Kabar baiknya, Novan dkk juga telah merilis album ke-empat yang bertajuk Beda Topi Miring Bersama. Album barunya itu cukup seru. Memuat kolaborasi musik dengan para 'Artis Top Daerah' seperti Nganchuk Crew, Kidnep Flanella, Intenna, Monohero, sampai Chipenk (Begundal Lowokwaru). Tempo hari, konser peluncuran album barunya itu berjalan seru dan pecah – turut dimeriahkan oleh Iksan Skuter, Tropical Forest, dan para kolaborator di albumnya tadi.


Didit Prasetyo bikin video kolaborasi unik antara musik dan sepakbola untuk singel anyar Tani Maju. Kedua hal tersebut selalu menjadi identitas unggulan kota Malang.

Sekian lama Tani Maju sudah mewarnai blantika musik lokal di Malang. Jika urusannya adalah dampak musikal, maka Tani Maju sudah bisa dibilang telah menancapkan legacy di kotanya. Gaya Novan dkk paling tidak sudah menginspirasi band-band seperti Sumber Kencono dan Tahu Brontak untuk mengusung gaya yang sejenis – baik dalam musik, lirik, maupun aksi panggung.

Saya sendiri sudah beberapa kali membeli kaset Tani Maju album Marqipat (2009) yang bersampul Tugu Kota Malang itu. Sengaja saya beli soalnya cocok buat oleh-oleh atau bingkisan bagi kawan di luar Malang. Bagi saya, karya Tani Maju itu cukup pas menjadi produk kearifan lokal kota Malang. Opsi terbaik selain kopi Sidomulyo atau kripik tempe Sanan. Lagipula masih jauh lebih otentik dan berfaedah daripada Strudel bergambar Teuku Wisnu yang sama sekali bukan khas dari Malang itu.

Saat ini personil Tani Maju sudah bukan mahasiswa lagi. Mereka sudah bekerja dan membina keluarga kecil. Bahagia dan sejahtera. Namun Novan dkk tetap menjalani kehidupan berkesenian yang alami dan dinamis bersama Tani Maju. Mereka juga masih mudah ditemui di sejumlah tongkrongan dan warung kopi sederhana.

Selain bersenandung, Novan juga menjalani profesi sebagai pelukis dan beragam aktifitas dalam kegiatan seni rupa.

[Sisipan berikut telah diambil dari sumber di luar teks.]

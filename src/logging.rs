use crate::{COMMAND_TARGET, CONSOLE_TARGET, Data, ERROR_TARGET, Error};
use poise::serenity_prelude::GuildId;
use poise::{Context, FrameworkError};
use std::path::Path;
use std::time::Instant;
use tracing::{error, info};
use tracing_appender::rolling::{RollingFileAppender, Rotation};
use tracing_subscriber::{
    EnvFilter,
    fmt::{self, format::FmtSpan},
    layer::SubscriberExt,
    util::SubscriberInitExt,
};

/// Log directory name
pub const LOG_DIR: &str = "logs";
/// Command log file name
pub const COMMAND_LOG_FILE: &str = "commands";
/// Filter used when `RUST_LOG` is not set; serenity heartbeats are noisy
pub const DEFAULT_FILTER: &str = "info,serenity=error";

/// Initialize the logging system with console and file outputs
///
/// # Errors
///
/// Fails if the log directory cannot be created.
pub fn init() -> Result<(), Error> {
    if !Path::new(LOG_DIR).exists() {
        std::fs::create_dir_all(LOG_DIR)?;
    }

    let command_file = RollingFileAppender::new(Rotation::DAILY, LOG_DIR, COMMAND_LOG_FILE);

    // Human-readable console output
    let console_layer = fmt::layer()
        .with_span_events(FmtSpan::CLOSE)
        .with_target(true)
        .with_ansi(true);

    // JSON command log
    let command_layer = fmt::layer()
        .with_span_events(FmtSpan::CLOSE)
        .with_target(true)
        .with_ansi(false)
        .json()
        .with_writer(command_file);

    let env_filter =
        EnvFilter::try_from_default_env().unwrap_or_else(|_| EnvFilter::new(DEFAULT_FILTER));

    tracing_subscriber::registry()
        .with(env_filter)
        .with(console_layer)
        .with(command_layer)
        .init();

    info!("Logging system initialized");
    Ok(())
}

/// Guild id as logged, `DM` outside guilds
#[must_use]
pub fn guild_label(guild_id: Option<GuildId>) -> String {
    guild_id.map_or_else(|| "DM".to_string(), |id| id.get().to_string())
}

thread_local! {
    static COMMAND_START_TIME: std::cell::RefCell<Option<Instant>> = const { std::cell::RefCell::new(None) };
}

/// Log the start of a command execution (pre-command hook)
pub fn log_command_start(ctx: Context<'_, Data, Error>) {
    COMMAND_START_TIME.with(|cell| {
        *cell.borrow_mut() = Some(Instant::now());
    });

    let args = if ctx.command().parameters.is_empty() {
        String::new()
    } else {
        format!("{:?}", ctx.invocation_string())
    };

    info!(
        target: COMMAND_TARGET,
        command = %ctx.command().qualified_name,
        guild_id = %guild_label(ctx.guild_id()),
        user_id = %ctx.author().id,
        arguments = %args,
        event = "start",
        "Command execution started"
    );
}

/// Log the end of a command execution (post-command hook)
pub fn log_command_end(ctx: Context<'_, Data, Error>) {
    let duration =
        COMMAND_START_TIME.with(|cell| cell.borrow_mut().take().map(|start| start.elapsed()));
    let duration_ms = u64::try_from(duration.map_or(0, |d| d.as_millis())).unwrap_or_default();

    info!(
        target: COMMAND_TARGET,
        command = %ctx.command().qualified_name,
        guild_id = %guild_label(ctx.guild_id()),
        user_id = %ctx.author().id,
        duration_ms = duration_ms,
        event = "end",
        "Command execution completed"
    );
}

/// Log errors that occur during command execution
pub fn log_command_error(error: &FrameworkError<'_, Data, Error>) {
    match error {
        FrameworkError::Command { error, ctx, .. } => {
            error!(
                target: ERROR_TARGET,
                command = %ctx.command().qualified_name,
                guild_id = %guild_label(ctx.guild_id()),
                user_id = %ctx.author().id,
                error = %error,
                "Command error"
            );
        }
        FrameworkError::CommandCheckFailed { error, ctx, .. } => {
            let error_msg = error
                .as_ref()
                .map_or_else(|| "Check failed".to_string(), ToString::to_string);

            error!(
                target: ERROR_TARGET,
                command = %ctx.command().qualified_name,
                guild_id = %guild_label(ctx.guild_id()),
                user_id = %ctx.author().id,
                error = %error_msg,
                "Command check failed"
            );
        }
        FrameworkError::MissingUserPermissions {
            missing_permissions,
            ctx,
            ..
        } => {
            info!(
                target: COMMAND_TARGET,
                command = %ctx.command().qualified_name,
                guild_id = %guild_label(ctx.guild_id()),
                user_id = %ctx.author().id,
                missing = ?missing_permissions,
                "Caller lacks permissions"
            );
        }
        err => {
            error!(
                target: ERROR_TARGET,
                error = ?err,
                "Other framework error"
            );
        }
    }
}

pub fn log_console(message: &str) {
    info!(
        target: CONSOLE_TARGET,
        message = %message,
        event = "console",
    );
}

#[cfg(test)]
mod tests {
    use super::*;

    #[test]
    fn test_guild_label() {
        assert_eq!(guild_label(None), "DM");
        assert_eq!(guild_label(Some(GuildId::new(42))), "42");
    }

    #[test]
    fn test_default_filter_parses() {
        let filter = EnvFilter::try_new(DEFAULT_FILTER);
        assert!(filter.is_ok());
    }
}
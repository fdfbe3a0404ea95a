use std::{env, sync::Arc};

use poise::serenity_prelude::{self as serenity};
use reloc::discord::DiscordPlatform;
use reloc::relocation::SystemClock;
use reloc::{BotConfig, Data, Error, commands, handlers, logging};
use serenity::GatewayIntents;
use tracing::{error, info};

/// Main function to run the bot
async fn async_main() -> Result<(), Error> {
    logging::init()?;

    let config = BotConfig::load().await;
    let token = env::var("DISCORD_TOKEN").map_err(|_| "DISCORD_TOKEN must be set")?;

    let tree = commands::commands(&config.base_command);
    info!(
        "Serving /{} with {} subcommands",
        config.base_command,
        tree.iter().map(|c| c.subcommands.len()).sum::<usize>()
    );

    let framework = poise::Framework::builder()
        .options(poise::FrameworkOptions {
            commands: tree,
            pre_command: |ctx| {
                Box::pin(async move {
                    logging::log_command_start(ctx);
                })
            },
            post_command: |ctx| {
                Box::pin(async move {
                    logging::log_command_end(ctx);
                })
            },
            on_error: |error| {
                Box::pin(async move {
                    logging::log_command_error(&error);
                    // Permission and check failures still get a reply
                    if let Err(e) = poise::builtins::on_error(error).await {
                        error!(target: reloc::ERROR_TARGET, "Error while handling error: {e}");
                    }
                })
            },
            ..Default::default()
        })
        .setup(move |ctx, _ready, framework| {
            Box::pin(async move {
                logging::log_console("Registering commands globally");
                poise::builtins::register_globally(ctx, &framework.options().commands).await?;

                let platform =
                    Arc::new(DiscordPlatform::new(ctx.http.clone(), ctx.cache.clone()));
                let data = Data::new(config, platform, Arc::new(SystemClock));
                // Runs for the lifetime of the process
                drop(data.start_sweeper());
                Ok(data)
            })
        })
        .build();

    let intents = GatewayIntents::non_privileged();
    let mut client = serenity::ClientBuilder::new(token, intents)
        .event_handler(handlers::Handler)
        .framework(framework)
        .await?;

    info!("Starting bot...");
    client.start().await?;

    Ok(())
}

fn main() {
    let runtime = match tokio::runtime::Builder::new_multi_thread()
        .enable_all()
        .build()
    {
        Ok(runtime) => runtime,
        Err(err) => {
            eprintln!("Error building runtime: {err}");
            std::process::exit(1);
        }
    };

    if let Err(err) = runtime.block_on(async_main()) {
        eprintln!("Error: {err}");
        std::process::exit(1);
    }
}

Gitaris Joni yang hanya mau pakai gitar Fender itu adalah guru seni di sebuah sekolah menengah yang berupaya menularkan musik grunge dan Sonic Youth kepada murid-muridnya. Personil Tani Maju lainnya adalah Sri Wahyudi (vokal dan gitar) yang kadang nyambi jadi MC, Leo Zainy (ketipung dan vokal latar), Wibi Wardhani (bass), Koes Teguh (drum dan vokal latar), Ervin Plecky (keytar dan vokal), serta Kaji Agus (ukelele, violin, dan cello). 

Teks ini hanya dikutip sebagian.